For our 5th book review, we tackled Things Fall Apart (Pocket Penguin Classics)by the father of African Literature Chinua Achebe. It is a discussion we were all looking forward, as some of us had already read and adored the book.

Present: Aminata, Alice, Sibusiso, Elizabeth and Tope.

Things Fall Apart revisited

Alice: Penguin were going to send us another book for this series but it wasn’t available for the UK so they offered us Things Fall Apart  as an alternative. I agreed because it is a classic. And I love it just as much as I did when I first read it 15 years ago.

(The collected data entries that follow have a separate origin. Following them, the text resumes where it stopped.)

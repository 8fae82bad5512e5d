// src/tasks/speed_planner.rs
//
// Speed profile generation over the cycle's planned path. Two modes:
//   stop fence set   → constant-deceleration profile ending at the fence
//   no fence         → ramp toward the cruise (or override) speed
// The profile is what the downstream trajectory assembly consumes; it is
// also what the simulation driver integrates to move the ego.

use super::{Task, TaskError};
use crate::config::PlannerConfig;
use crate::types::{SpeedPoint, SpeedProfile, TrajectoryPoint};
use crate::world::Frame;
use tracing::{debug, warn};

/// Below this remaining distance the vehicle just holds position.
const HOLD_DIST_M: f64 = 0.2;
/// Below this speed the vehicle is treated as standing for profile shaping.
const STANDSTILL_EPS_MPS: f64 = 0.3;
/// Creep speed used to close a gap to the fence from standstill.
const CREEP_SPEED_MPS: f64 = 1.0;

pub struct SpeedPlannerTask {
    cruise_speed_mps: f64,
    max_accel_mps2: f64,
    max_decel_mps2: f64,
    horizon_s: f64,
    dt_s: f64,
}

impl SpeedPlannerTask {
    pub const NAME: &'static str = "speed_planner";

    pub fn new(config: &PlannerConfig) -> Self {
        Self {
            cruise_speed_mps: config.tasks.cruise_speed_mps,
            max_accel_mps2: config.tasks.max_accel_mps2,
            max_decel_mps2: config.tasks.max_decel_mps2,
            horizon_s: config.tasks.profile_horizon_s,
            dt_s: config.tasks.profile_dt_s,
        }
    }

    fn hold_profile(&self, s0: f64) -> SpeedProfile {
        let mut profile = SpeedProfile::default();
        let mut t = 0.0;
        while t <= self.horizon_s + 1e-9 {
            profile.points.push(SpeedPoint {
                t,
                s: s0,
                v: 0.0,
                a: 0.0,
            });
            t += self.dt_s;
        }
        profile
    }

    fn stop_profile(&self, s0: f64, v0: f64, fence: f64) -> SpeedProfile {
        let dist = fence - s0;
        if dist <= HOLD_DIST_M {
            return self.hold_profile(s0);
        }

        if v0 < STANDSTILL_EPS_MPS {
            // Standing short of the fence: creep up, then stop.
            let v_creep = CREEP_SPEED_MPS.min((2.0 * self.max_decel_mps2 * dist).sqrt());
            let mut profile = SpeedProfile::default();
            let mut t = 0.0;
            let mut s = s0;
            let mut v = v0;
            while t <= self.horizon_s + 1e-9 {
                profile.points.push(SpeedPoint { t, s, v, a: 0.0 });
                let remaining = fence - s;
                let braking_v = (2.0 * self.max_decel_mps2 * remaining.max(0.0)).sqrt();
                v = v_creep.min(braking_v).min(v + self.max_accel_mps2 * self.dt_s);
                if remaining <= HOLD_DIST_M {
                    v = 0.0;
                }
                s += v * self.dt_s;
                t += self.dt_s;
            }
            return profile;
        }

        let mut decel = v0 * v0 / (2.0 * dist);
        if decel > self.max_decel_mps2 {
            warn!(
                "stop fence at {:.1}m needs {:.2}m/s² (limit {:.2}); braking at the limit",
                dist, decel, self.max_decel_mps2
            );
            decel = self.max_decel_mps2;
        }

        let mut profile = SpeedProfile::default();
        let mut t = 0.0;
        while t <= self.horizon_s + 1e-9 {
            let v = (v0 - decel * t).max(0.0);
            let s = if v > 0.0 {
                s0 + v0 * t - 0.5 * decel * t * t
            } else {
                (s0 + v0 * v0 / (2.0 * decel)).min(fence)
            };
            let a = if v > 0.0 { -decel } else { 0.0 };
            profile.points.push(SpeedPoint { t, s, v, a });
            t += self.dt_s;
        }
        profile
    }

    fn cruise_profile(&self, s0: f64, v0: f64, target: f64) -> SpeedProfile {
        let mut profile = SpeedProfile::default();
        let mut t = 0.0;
        let mut s = s0;
        let mut v = v0;
        while t <= self.horizon_s + 1e-9 {
            let a = if v < target {
                self.max_accel_mps2.min((target - v) / self.dt_s)
            } else if v > target {
                (-self.max_decel_mps2).max((target - v) / self.dt_s)
            } else {
                0.0
            };
            profile.points.push(SpeedPoint { t, s, v, a });
            v = (v + a * self.dt_s).max(0.0);
            s += v * self.dt_s;
            t += self.dt_s;
        }
        profile
    }
}

impl Task for SpeedPlannerTask {
    fn name(&self) -> &'static str {
        Self::NAME
    }

    fn execute(&mut self, start: &TrajectoryPoint, frame: &mut Frame) -> Result<(), TaskError> {
        let s0 = start.path_point.s;
        let v0 = start.v.max(0.0);

        let profile = match frame.stop_point_s {
            Some(fence) => {
                debug!("stop profile: s={s0:.1} v={v0:.2} fence={fence:.1}");
                self.stop_profile(s0, v0, fence)
            }
            None => {
                let target = frame.target_speed_mps.unwrap_or(self.cruise_speed_mps);
                debug!("cruise profile: s={s0:.1} v={v0:.2} target={target:.2}");
                self.cruise_profile(s0, v0, target)
            }
        };

        frame.speed_profile = Some(profile);
        Ok(())
    }
}

#[cfg(test)]
mod tests {
    use super::*;
    use crate::types::SlBoundary;
    use crate::world::ReferenceLine;

    fn empty_frame() -> Frame {
        Frame::new(
            0,
            SlBoundary::new(0.0, 4.8, -1.05, 1.05),
            vec![],
            ReferenceLine::straight(200.0, 1.0, 3.5, 5.0, 5.0),
            f64::MAX,
        )
    }

    fn start_at(s: f64, v: f64) -> TrajectoryPoint {
        let mut start = TrajectoryPoint::default();
        start.path_point.s = s;
        start.v = v;
        start
    }

    #[test]
    fn test_stop_profile_reaches_zero_at_fence() {
        let mut task = SpeedPlannerTask::new(&PlannerConfig::default());
        let mut frame = empty_frame();
        frame.stop_point_s = Some(29.8);
        task.execute(&start_at(4.8, 5.0), &mut frame).unwrap();

        let profile = frame.speed_profile.unwrap();
        let last = profile.points.last().unwrap();
        // v0²/(2·d) = 25/50 = 0.5 m/s² → stops in 10 s, beyond the horizon;
        // speed must be monotonically non-increasing toward zero
        assert!(profile
            .points
            .windows(2)
            .all(|w| w[1].v <= w[0].v + 1e-9));
        assert!(last.s <= 29.8 + 1e-6);
    }

    #[test]
    fn test_hold_at_fence() {
        let mut task = SpeedPlannerTask::new(&PlannerConfig::default());
        let mut frame = empty_frame();
        frame.stop_point_s = Some(4.9);
        task.execute(&start_at(4.8, 0.0), &mut frame).unwrap();
        let profile = frame.speed_profile.unwrap();
        assert!(profile.points.iter().all(|p| p.v == 0.0));
    }

    #[test]
    fn test_creep_from_standstill_stops_before_fence() {
        let mut task = SpeedPlannerTask::new(&PlannerConfig::default());
        let mut frame = empty_frame();
        frame.stop_point_s = Some(8.0);
        task.execute(&start_at(4.8, 0.0), &mut frame).unwrap();
        let profile = frame.speed_profile.unwrap();
        assert!(profile.points.iter().any(|p| p.v > 0.0), "should creep");
        let last = profile.points.last().unwrap();
        assert!(last.s <= 8.0 + 1e-6);
        assert!(last.v < CREEP_SPEED_MPS + 1e-9);
    }

    #[test]
    fn test_cruise_ramps_to_override_speed() {
        let mut task = SpeedPlannerTask::new(&PlannerConfig::default());
        let mut frame = empty_frame();
        frame.target_speed_mps = Some(4.0);
        task.execute(&start_at(30.0, 0.5), &mut frame).unwrap();
        let profile = frame.speed_profile.unwrap();
        let last = profile.points.last().unwrap();
        assert!((last.v - 4.0).abs() < 1e-6, "ended at v={:.2}", last.v);
        assert!(last.s > 30.0);
    }
}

Sibusiso: It didn’t work for me; I think maybe I had huge expectations. You know Chinua Achebe “the father of African literature”. Perhaps I over romanticised it and so it didn’t work for me. But I respect the book in terms of what it achieved but I’ll be interested to see how Chinua Achebe’s writing has developed.

Elizabeth: I felt like that the first time I read Things Fall Apart, and maybe it was just because I really did not like Okonkwo (the novel’s protagonist) and I think I missed a lot of the nuance. But now with all the other novels I’ve read in this series I can really appreciate how well this story is told.

Aminata:  I found it very powerful: through one character and his life Achebe manages to tell us a lot about Nigerian history. He shows how easy it is for a group to come in and divide and conquer. It’s definitely a book that I would read again to pick up on the small details I may have missed.

Tope: I got what I expected from it and I mean to go read the follow up novels (No Longer at Ease / Arrow of God). I love it.

Where Things Fall Apart falters
Sibusiso: The proverbs, the irony of conversation, the stereotype romanticism of being “poor but happy” in the storytelling – It just didn’t work for me. I wish we had gotten to see some of the elders’ flaws: it would have been more realistic. I would like to have seen a bit more darkness. Compared to more contemporary African authors or someone like Wole Soyinka there wasn’t enough there.

Tope: [to Sibusiso] I understand what you are saying about the changes from when this was written and how it would perhaps be written by a contemporary author today. For example if Toni Morrison had written this you know you would have been in tears. She would have gotten to the bitterness of their everyday life and the new bitterness of colonialism, whereas Chinua Achebe glossed over all the whippings and the struggles…

Sibusiso: Yeah, I feel he needed to go there.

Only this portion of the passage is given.